Locate all lines in the data below that hold "BaseDirs" and show them.

(Saved entries)
---+---

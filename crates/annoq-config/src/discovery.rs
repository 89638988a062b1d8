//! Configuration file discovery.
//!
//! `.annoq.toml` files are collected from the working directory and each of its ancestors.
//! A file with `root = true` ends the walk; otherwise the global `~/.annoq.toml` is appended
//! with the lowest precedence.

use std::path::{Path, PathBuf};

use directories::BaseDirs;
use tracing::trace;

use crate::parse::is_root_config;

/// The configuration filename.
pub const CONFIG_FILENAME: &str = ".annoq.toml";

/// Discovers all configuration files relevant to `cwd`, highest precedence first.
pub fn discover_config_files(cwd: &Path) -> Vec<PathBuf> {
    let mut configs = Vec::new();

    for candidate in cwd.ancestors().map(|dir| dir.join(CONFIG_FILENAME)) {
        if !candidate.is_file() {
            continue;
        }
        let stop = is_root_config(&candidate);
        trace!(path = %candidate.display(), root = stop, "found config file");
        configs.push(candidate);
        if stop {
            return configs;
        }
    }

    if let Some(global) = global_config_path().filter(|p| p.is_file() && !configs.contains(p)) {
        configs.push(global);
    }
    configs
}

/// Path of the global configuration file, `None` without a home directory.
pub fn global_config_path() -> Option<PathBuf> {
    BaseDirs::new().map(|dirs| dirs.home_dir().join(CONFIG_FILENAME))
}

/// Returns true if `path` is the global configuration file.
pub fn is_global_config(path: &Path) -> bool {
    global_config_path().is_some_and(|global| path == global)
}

---+---

- Response to this exercise -
use directories::BaseDirs;
    BaseDirs::new().map(|dirs| dirs.home_dir().join(CONFIG_FILENAME))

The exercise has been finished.